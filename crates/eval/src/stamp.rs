//! Stamping context assembly and the stamper that turns a template into an object.

use std::collections::BTreeMap;

use carto_core::blueprint::BlueprintResource;
use carto_core::labels::{self, Labels};
use carto_core::owner::OwnerStrategy;
use carto_core::status::ResourceInput;
use carto_core::template::{Lifecycle, Template};
use k8s_openapi::apimachinery::pkg::apis::meta::v1::OwnerReference;
use serde_json::{json, Map, Value};

use crate::interpolate::{self, InterpolateError};
use crate::output::{DeploymentInput, OutputBus};

#[derive(Debug, Clone, PartialEq, thiserror::Error)]
pub enum StampError {
    #[error("failed to interpolate template: {0}")]
    Interpolate(#[from] InterpolateError),
    #[error("unknown resource template type, expected either template or ytt")]
    NoTemplate,
    #[error("ytt templates are not supported")]
    YttUnsupported,
    #[error("stamped resource is not an object")]
    NotAnObject,
    #[error("cannot set namespace in resource template")]
    NamespaceMismatch,
}

impl StampError {
    pub fn missing_expression(&self) -> Option<&str> {
        match self {
            StampError::Interpolate(e) => e.missing_expression(),
            _ => None,
        }
    }
}

/// Inputs a resource reads from the outputs of earlier resources.
///
/// Inputs whose producer has not yet produced the expected output kind are
/// left out.
#[derive(Debug, Clone, Default, PartialEq)]
pub struct Inputs {
    pub sources: BTreeMap<String, Value>,
    pub images: BTreeMap<String, Value>,
    pub configs: BTreeMap<String, Value>,
    pub deployment: Option<DeploymentInput>,
}

impl Inputs {
    pub fn gather(resource: &BlueprintResource, bus: &OutputBus) -> Self {
        let mut inputs = Inputs::default();
        for r in &resource.sources {
            if let Some((url, revision)) = bus.get(&r.resource).and_then(|o| o.source()) {
                inputs.sources.insert(r.name.clone(), json!({"url": url, "revision": revision, "name": r.name}));
            }
        }
        for r in &resource.images {
            if let Some(image) = bus.get(&r.resource).and_then(|o| o.image()) {
                inputs.images.insert(r.name.clone(), json!({"image": image, "name": r.name}));
            }
        }
        for r in &resource.configs {
            if let Some(config) = bus.get(&r.resource).and_then(|o| o.config()) {
                inputs.configs.insert(r.name.clone(), json!({"config": config, "name": r.name}));
            }
        }
        if let Some(d) = &resource.deployment {
            if let Some((url, revision)) = bus.get(&d.resource).and_then(|o| o.source()) {
                inputs.deployment = Some(DeploymentInput { url: url.clone(), revision: revision.clone() });
            }
        }
        inputs
    }

    /// Upstream resources the resource consumes, for status provenance.
    pub fn provenance(resource: &BlueprintResource) -> Vec<ResourceInput> {
        resource.upstream().map(|name| ResourceInput { name: name.to_string() }).collect()
    }
}

fn single(map: &BTreeMap<String, Value>) -> Option<&Value> {
    if map.len() == 1 {
        map.values().next()
    } else {
        None
    }
}

/// Keys a workload or deliverable is reachable under, so one template can
/// serve both supply chains and deliveries.
const BLUEPRINT_OWNER_KEYS: [&str; 2] = ["workload", "deliverable"];

/// Interpolation context for a blueprint resource.
pub fn build_context(owner_key: &str, owner: &Value, params: Value, inputs: &Inputs) -> Value {
    let mut ctx = Map::new();
    if BLUEPRINT_OWNER_KEYS.contains(&owner_key) {
        for key in BLUEPRINT_OWNER_KEYS {
            ctx.insert(key.to_string(), owner.clone());
        }
    } else {
        ctx.insert(owner_key.to_string(), owner.clone());
    }
    ctx.insert("params".into(), params);
    ctx.insert("sources".into(), json!(inputs.sources));
    ctx.insert("images".into(), json!(inputs.images));
    ctx.insert("configs".into(), json!(inputs.configs));
    let deployment = inputs
        .deployment
        .as_ref()
        .map(|d| json!({"url": d.url, "revision": d.revision}))
        .unwrap_or(Value::Null);
    ctx.insert("deployment".into(), deployment);
    if let Some(s) = single(&inputs.sources) {
        ctx.insert("source".into(), s.clone());
    }
    if let Some(i) = single(&inputs.images).and_then(|v| v.get("image")) {
        ctx.insert("image".into(), i.clone());
    }
    if let Some(c) = single(&inputs.configs).and_then(|v| v.get("config")) {
        ctx.insert("config".into(), c.clone());
    }
    Value::Object(ctx)
}

/// Labels put on every object stamped for an owner's resource.
pub fn stamping_labels(
    strategy: &OwnerStrategy,
    owner_name: &str,
    owner_namespace: &str,
    blueprint_name: &str,
    resource_name: &str,
    template: &Template,
) -> Labels {
    let mut l = Labels::new();
    l.insert(strategy.name_label.into(), owner_name.into());
    l.insert(strategy.namespace_label.into(), owner_namespace.into());
    l.insert(strategy.blueprint_name_label.into(), blueprint_name.into());
    l.insert(labels::RESOURCE_NAME.into(), resource_name.into());
    l.insert(labels::TEMPLATE_KIND.into(), template.kind.kind().into());
    l.insert(labels::CLUSTER_TEMPLATE_NAME.into(), template.name.clone());
    l.insert(labels::TEMPLATE_LIFECYCLE.into(), template.lifecycle().as_str().into());
    l
}

/// Turns templates into objects owned by one owner.
pub struct Stamper {
    namespace: String,
    owner_ref: OwnerReference,
    labels: Labels,
}

impl Stamper {
    pub fn new(namespace: &str, owner_ref: OwnerReference, labels: Labels) -> Self {
        Self { namespace: namespace.to_string(), owner_ref, labels }
    }

    pub fn stamp(&self, template: &Template, name_prefix: &str, ctx: &Value) -> Result<Value, StampError> {
        if template.spec.ytt.is_some() {
            return Err(StampError::YttUnsupported);
        }
        let raw = template.spec.template.as_ref().ok_or(StampError::NoTemplate)?;
        self.stamp_raw(raw, template.lifecycle(), name_prefix, ctx)
    }

    /// Interpolate `raw` and stamp ownership, labels, namespace and a name onto it.
    ///
    /// Unnamed mutable objects are named `name_prefix`; unnamed immutable ones get
    /// `generateName: {name_prefix}-`.
    pub fn stamp_raw(&self, raw: &Value, lifecycle: Lifecycle, name_prefix: &str, ctx: &Value) -> Result<Value, StampError> {
        let mut obj = interpolate::interpolate(raw, ctx)?;
        let root = obj.as_object_mut().ok_or(StampError::NotAnObject)?;
        let meta = root.entry("metadata").or_insert_with(|| Value::Object(Map::new()));
        let meta = meta.as_object_mut().ok_or(StampError::NotAnObject)?;

        match meta.get("namespace").and_then(Value::as_str) {
            Some(ns) if !ns.is_empty() && ns != self.namespace => return Err(StampError::NamespaceMismatch),
            _ => {}
        }
        meta.insert("namespace".into(), Value::String(self.namespace.clone()));

        let named = meta.get("name").and_then(Value::as_str).is_some_and(|n| !n.is_empty());
        let generated = meta.get("generateName").and_then(Value::as_str).is_some_and(|n| !n.is_empty());
        if !named && !generated {
            if lifecycle.is_immutable() {
                meta.insert("generateName".into(), Value::String(format!("{name_prefix}-")));
            } else {
                meta.insert("name".into(), Value::String(name_prefix.to_string()));
            }
        }

        meta.insert("ownerReferences".into(), json!([self.owner_ref]));

        let mut merged: Labels = meta
            .get("labels")
            .and_then(|l| serde_json::from_value(l.clone()).ok())
            .unwrap_or_default();
        merged.extend(self.labels.iter().map(|(k, v)| (k.clone(), v.clone())));
        meta.insert("labels".into(), json!(merged));
        Ok(obj)
    }
}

TASK DIRECTIONS | Only the lines containing "Debug" are needed; copy each of them from the data.

ANSWER SPACE |
#[derive(Debug, Clone, PartialEq, thiserror::Error)]
#[derive(Debug, Clone, Default, PartialEq)]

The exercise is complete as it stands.